I think not. At the time, however, I was less certain. Such questions tend to throw you, particularly when they are posed by the man himself. But reflecting on them, I realised it was the duty of the media to question men like Togadia. In the short run, it might add to his glamour. Yet eventually, hopefully, it would show him up for what he actually is. But because people like Premila have doubts and because Togadia himself – no doubt mischievously – uses them to taunt the media, I want to explain why.
Despite the fact you may not warm to his personality or that many are put off by the way he conducts himself, it’s Togadia’s views that are truly hateful. And he doesn’t shy away from propagating them. Regardless of whether newspapers and television report what he says or question and expose him, Togadia is out on the hustings, or in his rath, loudspeaker in hand, speaking, shouting, even scolding. He and the VHP make every effort to communicate his message. It reaches those areas where newspapers are not read and television is unseen.

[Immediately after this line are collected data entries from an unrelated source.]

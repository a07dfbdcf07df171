//! Core error types.

use thiserror::Error;

/// Result type for core operations.
pub type Result<T> = std::result::Result<T, CoreError>;

/// Errors that can occur in core table and math operations.
#[derive(Error, Debug)]
pub enum CoreError {
    /// Referenced column does not exist in the frame.
    #[error("Column not found: '{name}'")]
    ColumnNotFound { name: String },

    /// Column exists but holds the wrong kind of data.
    #[error("Column '{name}' is not {expected}")]
    TypeMismatch { name: String, expected: &'static str },

    /// Column length disagrees with the frame's row count.
    #[error("Column '{name}' has {actual} values, expected {expected}")]
    LengthMismatch {
        name: String,
        expected: usize,
        actual: usize,
    },

    /// Frames being combined disagree on a column's type.
    #[error("Schema mismatch on column '{name}': {reason}")]
    SchemaMismatch { name: String, reason: String },

    /// Invalid parameter value.
    #[error("Invalid parameter '{name}': {reason}")]
    InvalidParameter { name: String, reason: String },

    /// Insufficient data points for the operation.
    #[error("Insufficient data: need at least {required} points, got {actual}")]
    InsufficientData { required: usize, actual: usize },

    /// Scaler or model used before fitting.
    #[error("Must be fitted before transform")]
    NotFitted,
}

#[cfg(test)]
mod tests {
    use super::*;

    #[test]
    fn test_column_not_found_message() {
        let error = CoreError::ColumnNotFound {
            name: "tempo".to_string(),
        };
        assert_eq!(error.to_string(), "Column not found: 'tempo'");
    }

    #[test]
    fn test_insufficient_data_message() {
        let error = CoreError::InsufficientData {
            required: 4,
            actual: 2,
        };
        assert_eq!(
            error.to_string(),
            "Insufficient data: need at least 4 points, got 2"
        );
    }

    #[test]
    fn test_error_implements_std_error() {
        fn assert_std_error<E: std::error::Error>() {}
        assert_std_error::<CoreError>();
    }
}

The media, then, is not his vehicle. He doesn’t need it. But it’s the prime, perhaps the only, challenge he faces. May be many who pause to listen to him, in villages, urban maidans or on the roadside each time his rath stops, are also questioning him. But it’s equally possible that they are swayed by his eloquence, captivated by the emotion he rouses and even carried away by the fervour he generates. The truth is, we simply don’t know. After Gujarat, however, I have my suspicions.
Yet the next day if the same people see the papers or are told what television had to say, seeds of doubt might be sown. Perhaps many will dismiss them but those who don’t, the few who start to question, may be even worry, will have been won back for sanity. It’s a slow, uncertain, even painful process. And it will always be a struggle. Togadia appeals to our most vile emotions, our insecurities, our fears whilst the media can only counter by being rational, objective, high-minded. Initially it’s not and cannot be an equal battle.
This is why it seems journalism is building-up, glamourising, promoting Togadia. But it’s not. That’s only an illusion. It’s only a temporary outcome. After all, one cannot criticise without also attracting attention. And by making him controversial you are bound to make him infamous. But remember the dying fire often glows brightest. Once the criticism starts to bite the attention will fade.
Alas, so far that hasn’t happened. Yet I feel sure it will. I don’t know when but I have faith in my country, its people and their judgment. Till then I can only say – as I did to Dr Togadia – mein garv se kehta hoon main secular hoon.